Scott Pearce, PBI-Colombia volunteer
Peace Brigades international-Canada is helping to celebrate the 25th anniversary of the Peace Brigades International-Colombia Project by sharing stories of volunteers from Canada who have accompanied human rights defenders through PBI in Colombia.
Scott Pearce was a PBI-Colombia volunteer in 2000.
In this Peace Brigades International interview, Pearce says, “I began being politically aware in high school, worked to save old growth forests in BC. I read some Chomsky, Turning the Tide, and started to think about and study the history of Latin America. I heard about [PBI] by word of mouth and it was the perfect fit for me.”
In that interview he recounts this story:
“We were walking up from the town center of San Jose up towards the outlying hamlet of La Union, which is also part of the peace community, and one of the local farmers came running towards us and told us that further up the trail there was a group of soldiers that had captured two youths and were questioning them, and he was worried that they might be disappeared.”
“We continued up the trail, and we came across the soldiers, we didn’t see the youths.”

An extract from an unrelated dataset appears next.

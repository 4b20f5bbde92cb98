mod page;
mod user;

pub use page::{Page, PageMeta};
pub use user::{Gender, NewUser, Seniority, UpdateUser, User, UserChangeset};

“My PBI colleague was Eva Scarfe, one of the longest serving PBI members, she was in Guatemala for years, remarkable woman, she said in the middle of chatting that ‘We heard there was trouble in the area, a couple of youths, what can you tell us about this?’”
“The soldiers looked a little stunned and went to talk to their commander and came back, and we kept talking with them, but we weren’t going to leave until we found out how those youths were. Five minutes later, they just released these two boys, and we hadn’t made any demands at all.”

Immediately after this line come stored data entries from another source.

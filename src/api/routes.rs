//! Router configuration for the API.
//!
//! This module provides centralized route registration and middleware
//! configuration for the application.

use std::time::Duration;

use axum::{Router, http::StatusCode, middleware};
use tower_http::cors::CorsLayer;
use tower_http::timeout::TimeoutLayer;
use utoipa::OpenApi;
use utoipa_axum::router::OpenApiRouter;
use utoipa_swagger_ui::SwaggerUi;

use crate::api::doc::ApiDoc;
use crate::api::handlers;
use crate::api::middleware::{global_error_handler, logging_middleware, request_id_middleware};
use crate::state::AppState;

pub const OPENAPI_PATH: &str = "/api-docs/openapi.json";
pub const SWAGGER_PATH: &str = "/docs";

/// Creates the main application router with all routes and middleware.
///
/// # Middleware Order
/// Layers run outermost first:
/// 1. Request ID - generates or propagates `x-request-id`
/// 2. Logging - one span per request carrying the id
/// 3. Error normalization - non-`AppError` failures become `ErrorResponse`
/// 4. Timeout - `server.request_timeout` seconds, then 408
///
/// # Routes
/// - `/users` - User CRUD operations
/// - `/characters` - Characters API proxy
/// - `/health` - Liveness and readiness probes
/// - `/docs` - Swagger UI over `/api-docs/openapi.json`
pub fn create_router(state: AppState, request_timeout: Duration) -> Router {
    let (router, api) = OpenApiRouter::with_openapi(ApiDoc::openapi())
        .nest("/users", handlers::users::user_routes())
        .nest("/characters", handlers::characters::character_routes())
        .nest("/health", handlers::health::health_routes())
        .split_for_parts();

    router
        .merge(SwaggerUi::new(SWAGGER_PATH).url(OPENAPI_PATH, api))
        .layer(TimeoutLayer::with_status_code(
            StatusCode::REQUEST_TIMEOUT,
            request_timeout,
        ))
        .layer(middleware::from_fn(global_error_handler))
        .layer(middleware::from_fn(logging_middleware))
        .layer(middleware::from_fn(request_id_middleware))
        .layer(CorsLayer::permissive())
        .with_state(state)
}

“We found out later that they’d had one of them tied to a tree blindfolded and were waving a machete in front of his face, threatening him. People said, if you hadn’t been there, something bad could have happened.”
And in the October-December 2000 issue of Peace Magazine, Erika Zarate writes about the massacre at La Unión (the peace community of San José de Apartadó) that took place on July 8, 2000.
Her article begins with a quote from Pearce who says:
“Yesterday we visited the village of La Unión. It was an emotional trip for me because it was the first time I had returned to the community since the massacre of July 8. We rode up to La Unión on mule. I rode with a young girl from the community, and as we proceeded slowly along the steep muddy trail she told me about her classes at school and we practiced counting.”
He continues, “Then, without pausing, she began to talk about the massacre. Her father was one of those killed. She talked in detail about the events of July 8 in the same tone of voice she had talked about her troubles learning to read, as if it was all a strange story she couldn’t quite understand…”
Pearce is now a high school teacher in Toronto, Ontario.